TDF must continue to be a strong community with a nourished reflection on the diversity of its members. TDF is not only LibreOffice, it is also the Document Liberation Project, and might host other projects too. Each TDF project should benefit the same energy, loyalty, transparency and accountability. For that, each TDF member is an important asset, both through the work he brings to the foundation and by the feedback on how the Board and the team are doing.

Where do you see TDF and LibreOffice in 2020? And in 2025?

A cloud version of LibreOffice is on the horizon of the LibreOffice ecosystem. Those who want to protect the investment they made in a migration should now protect it by helping this development. I’m also concerned by emerging countries and almost sure that a phone version will be needed in the future. Phone is the primary media used in the world, with more than 5 billions by 2019. Concerning the Foundation, my hope is to see it as innovative as it is today concerning its governance model, redefining the rules and building further an international team intrinsically involved in voluntary community as it is today, to port and serve it.

You have been with the project since day one: which is your opinion about what we have achieved, and what we could have achieved?

I’m very proud and happy about what we have achieved and what I personally’ve learned. That has been a very important step in my professional and personal life. Who could be more happy when changing is hobby on a living and I’m even more happy because we open the road to different models whether economic or political. It’s not only products we are developing, but also another way of life, including openness, transparency and consideration to all levels of governance.

Are you contributing to other open source projects? If yes, which is your role, and which are your expectations?

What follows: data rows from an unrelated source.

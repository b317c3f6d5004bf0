use rapid_pe::scheduler::{GenerationOutcome, RefinementScheduler, SchedulerConfig};
use rapid_pe::store::{GridStore, MemoryStore};
use rapid_pe::{IntegralStatus, StopReason};

use super::{mass_space, resolve_peaked, result};

#[test]
fn failed_points_never_become_parents() {
    let config = SchedulerConfig::builder()
        .generation_size(12)
        .exploration_fraction(0.0)
        .seed(30)
        .build()
        .unwrap();
    let scheduler = RefinementScheduler::new(mass_space(), config);
    let store = MemoryStore::new();
    let first = scheduler.initial_generation(&store).unwrap();

    // Half the points fail with a spuriously large evidence value attached.
    let mut failed = Vec::new();
    for (k, p) in first.points.iter().enumerate() {
        if k % 2 == 0 {
            store
                .resolve(p.id, result(IntegralStatus::Failed, 100.0))
                .unwrap();
            failed.push(p.id);
        } else {
            store
                .resolve(p.id, result(IntegralStatus::Converged, -p.params[0]))
                .unwrap();
        }
    }

    let GenerationOutcome::Next(second) = scheduler.next_generation(&store).unwrap() else {
        panic!("expected a second generation");
    };
    assert!(!second.is_empty());
    for p in &second.points {
        let parent = p.parent.expect("exploitation points carry a parent");
        assert!(!failed.contains(&parent));
    }
}

#[test]
fn low_confidence_points_still_guide_refinement() {
    let config = SchedulerConfig::builder()
        .generation_size(8)
        .exploration_fraction(0.0)
        .exploitation_pool(0.1)
        .seed(31)
        .build()
        .unwrap();
    let scheduler = RefinementScheduler::new(mass_space(), config);
    let store = MemoryStore::new();
    let first = scheduler.initial_generation(&store).unwrap();
    let best = first
        .points
        .iter()
        .min_by(|a, b| a.params[0].total_cmp(&b.params[0]))
        .unwrap()
        .id;
    for p in &first.points {
        let status = if p.id == best {
            IntegralStatus::LowConfidence
        } else {
            IntegralStatus::Converged
        };
        store.resolve(p.id, result(status, -10.0 * p.params[0])).unwrap();
    }
    let GenerationOutcome::Next(second) = scheduler.next_generation(&store).unwrap() else {
        panic!("expected a second generation");
    };
    assert!(second.points.iter().all(|p| p.parent == Some(best)));
}

#[test]
fn refinement_concentrates_around_peak() {
    let config = SchedulerConfig::builder()
        .generation_size(20)
        .exploration_fraction(0.1)
        .evidence_tolerance(0.0)
        .seed(32)
        .build()
        .unwrap();
    let scheduler = RefinementScheduler::new(mass_space(), config);
    let store = MemoryStore::new();
    let peak = [1.35, 1.65];

    let mut generation = scheduler.initial_generation(&store).unwrap();
    for _ in 0..4 {
        resolve_peaked(&store, &generation, peak);
        let GenerationOutcome::Next(next) = scheduler.next_generation(&store).unwrap() else {
            panic!("tolerance zero never converges early");
        };
        generation = next;
    }
    let near = generation
        .points
        .iter()
        .filter(|p| ((p.params[0] - peak[0]).powi(2) + (p.params[1] - peak[1]).powi(2)).sqrt() < 0.25)
        .count();
    assert!(near as f64 >= 0.6 * generation.len() as f64, "{near} of {}", generation.len());
}

#[test]
fn lineage_is_recorded() {
    let config = SchedulerConfig::builder()
        .generation_size(6)
        .exploration_fraction(0.5)
        .seed(33)
        .build()
        .unwrap();
    let scheduler = RefinementScheduler::new(mass_space(), config);
    let store = MemoryStore::new();
    let first = scheduler.initial_generation(&store).unwrap();
    assert!(first.points.iter().all(|p| p.generation == 0 && p.parent.is_none()));
    resolve_peaked(&store, &first, [1.5, 1.5]);
    let GenerationOutcome::Next(second) = scheduler.next_generation(&store).unwrap() else {
        panic!("expected a second generation");
    };
    let first_ids: Vec<_> = first.points.iter().map(|p| p.id).collect();
    assert_eq!(second.points.iter().filter(|p| p.parent.is_some()).count(), 3);
    for p in &second.points {
        assert_eq!(p.generation, 1);
        assert!(!first_ids.contains(&p.id));
        if let Some(parent) = p.parent {
            assert!(first_ids.contains(&parent));
        }
    }
}

#[test]
fn seeded_scheduler_is_reproducible() {
    let run = || {
        let config = SchedulerConfig::builder()
            .generation_size(10)
            .seed(34)
            .build()
            .unwrap();
        let scheduler = RefinementScheduler::new(mass_space(), config);
        let store = MemoryStore::new();
        let first = scheduler.initial_generation(&store).unwrap();
        resolve_peaked(&store, &first, [1.5, 1.5]);
        scheduler.next_generation(&store).unwrap()
    };
    assert_eq!(run(), run());
}

#[test]
fn aggregate_evidence_reported_on_convergence() {
    let config = SchedulerConfig::builder()
        .generation_size(5)
        .max_generations(2)
        .evidence_tolerance(0.0)
        .seed(35)
        .build()
        .unwrap();
    let scheduler = RefinementScheduler::new(mass_space(), config);
    let store = MemoryStore::new();
    let first = scheduler.initial_generation(&store).unwrap();
    resolve_peaked(&store, &first, [1.5, 1.5]);
    let GenerationOutcome::Next(second) = scheduler.next_generation(&store).unwrap() else {
        panic!("cap is two generations");
    };
    resolve_peaked(&store, &second, [1.5, 1.5]);
    let GenerationOutcome::Converged(report) = scheduler.next_generation(&store).unwrap() else {
        panic!("cap reached");
    };
    assert_eq!(report.reason, StopReason::MaxGenerations);
    assert_eq!(report.generation, 1);
    assert!(report.change.is_some());
    let dyn_store: &dyn GridStore = &store;
    assert_eq!(
        report.log_evidence,
        scheduler.aggregate_log_evidence(dyn_store, 1)
    );
}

I’ve not so much time left to contribute to other projects, I’m still contributing as a volunteer to LibreOffice out of my day job. But I try to help the French part of DemocracyOS, an open source platform for collaborative decision-making, with my development and community knowledge. I’m also following Hacking Debout activities which are the digital part of Nuit Debout, my curiosity leads me to the Civic Tech Right now also, I’m reviewing the French translation of Mattermost to share my experience on localization with their community. I’m part of the Advisory Board of AppHub, a nonprofit marketplace that helps dissemination of open source software. I exchange also with DINSIC on several topics like relation with open source communities or accessibility. I participate in several events, hackathons, workshops, conferences where I can share my open source knowledge and experiences.

Last, but not least, which is your personal hardware/software configuration? Do you have any preferred tool?

I have two ASUS computers where I use Debian 8 and Ubuntu 16.04 with Gnome on both. Thunderbird (Mutt when I’m traveling), Chrome or Firefox, LibreOffice daily builds, Vim, Gedit, OmegaT and Guake are my (almost) daily (preferred) tools.